Gilles Favier est l'ancien président du site de crédit immobilier E-Loan.fr. Celui-ci a fermé ses portes dans toute l'Europe au début de l'année, faute de financement suffisant de la part de ses actionnaires, l'américain E-Loan et @Viso, co-entreprise d'investissements de Vivendi Universal et de Softbank. E-Loan avait débarqué en France en rachetant Aacredit, la société créée par Gilles Favier. Reparti pour une nouvelle aventure dans l'Internet, avec le portail Aparapar, Gilles Favier revient sur la faillite d'E-Loan en Europe et sur son amertume, notamment envers son ancien actionnaire @Viso, une structure qui a perdu hier son président Pierre Liautaud [NDLR : Et non Bernard comme nous l'avions indiqué par erreur] et qui ne devrait pas tarder à être démantelée.

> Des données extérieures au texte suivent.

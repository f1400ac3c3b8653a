//! # agnentro-codec
//!
//! Adaptive exact-combinatorics entropy codec over fixed-span mask
//! sequences, with matching entropy measurement.
//!
//! The codec assigns every mask sequence of a given length a disjoint
//! integer interval whose width is the product of the adaptive add-one
//! frequencies the sequence passed through. Because that product depends
//! only on the multiset of masks, the emitted code length is
//! order-invariant, and because the intervals tile the total state count
//! exactly, the code is both minimal for the model and losslessly
//! reversible. [`entropy`] measures the same quantity analytically;
//! [`stream`] wraps codes in a self-delimiting byte frame.

pub mod codec;
pub mod entropy;
pub mod mask;
pub mod stream;
mod tree;

pub use codec::{
    Agnentrocodec, CodecConfig, CodecError, BUILD_BREAK_COUNT, BUILD_FEATURE_COUNT,
};
pub use entropy::{agnentropy_nats, rms_probability, shannon_fraction, FreqProfile};
pub use mask::{pack_masks, MaskList};
pub use stream::{compress, decompress};
//! # agnentro-fract
//!
//! Interval fixed-point ("fracterval") arithmetic used wherever the exact
//! entropy pipeline needs a transcendental quantity it cannot represent
//! exactly. A fracterval `{lo, hi}` asserts that the unknown true value
//! lies in `[lo * ULP, (hi + 1) * ULP)`; every operation rounds the lower
//! bound toward zero and the upper bound away, so uncertainty can only
//! grow and a reported bound is always trustworthy.
//!
//! Saturation is tracked by the sticky [`Status`] accumulator: primitives
//! that can clip a bound take `&mut Status` and set the flag instead of
//! returning per-call results; callers check once at the end of a
//! computation via [`Status::check`].
//!
//! Two mantissa widths are provided. [`Frac64`] carries the full operation
//! set plus a Q6.58 natural-log engine; [`Frac128`] carries the subset the
//! log-gamma evaluator needs plus a Q64.64 log engine.

pub mod frac128;
pub mod frac64;

pub use frac128::{Frac128, Ln128};
pub use frac64::{Frac64, Ln64};

use thiserror::Error;

#[derive(Error, Debug, PartialEq, Eq)]
pub enum FractError {
    #[error("an interval bound saturated the representable range")]
    Saturated,
}

/// Sticky saturation flag shared across a chain of interval operations.
///
/// Once flagged it stays flagged until [`Status::clear`]; intermediate
/// results after a flag are still valid intervals, merely clipped, so a
/// caller may finish the chain and decide at the end whether the outcome
/// is usable.
#[derive(Debug, Default, Clone, Copy, PartialEq, Eq)]
pub struct Status {
    flagged: bool,
}

impl Status {
    pub fn new() -> Self {
        Self::default()
    }

    pub fn flag(&mut self) {
        self.flagged = true;
    }

    pub fn is_flagged(&self) -> bool {
        self.flagged
    }

    pub fn clear(&mut self) {
        self.flagged = false;
    }

    pub fn check(&self) -> Result<(), FractError> {
        if self.flagged {
            Err(FractError::Saturated)
        } else {
            Ok(())
        }
    }
}

#[cfg(test)]
mod tests {
    use super::*;

    #[test]
    fn test_status_is_sticky() {
        let mut status = Status::new();
        assert!(status.check().is_ok());
        status.flag();
        status.flag();
        assert!(status.is_flagged());
        assert_eq!(status.check(), Err(FractError::Saturated));
        status.clear();
        assert!(status.check().is_ok());
    }
}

A l'image d'E-Venture, la co-entreprise en Grande-Betagne de Softbank et NewsCorp, qui a définitivement fermé ses portes au mois de novembre 2000.

20 février 2001
 
          

JDNet. Qu'est ce qui n'a pas fonctionné selon vous pour E-Loan en France?
Gilles Favier. Plusieurs éléments en même temps. Le premier est lié à l'organisation. Les principaux dirigeants d'E-Loan étaient issus du consulting ou de la banque et provenaient tous de grands groupes. C'est le premier problème, car quand vous lancez une start-up, vous ne pouvez avoir des réflexes de grand groupe. Il faut s'ajuster quotidiennement et je ne suis pas sûr que tout le monde en ait eu la capacité. Ensuite, je pense qu'on a fait fausse route sur le modèle de la comparaison de prix. D'abord parce que les banques acceptent finalement peu d'être mises en concurrence entre elles, ce modèle leur tord le coup. Ensuite, parce qu'un Français fait un crédit immobilier une fois dans sa vie. Difficile donc d'imaginer conquérir rapidement cette clientèle. Je pense également qu'E-Loan aurait dû resserer davantage le lien avec les banques au lieu d'essayer de se placer en rival. Enfin, la plus grosse déception provient incontestablement de l'attitude de notre actionnaire @Viso.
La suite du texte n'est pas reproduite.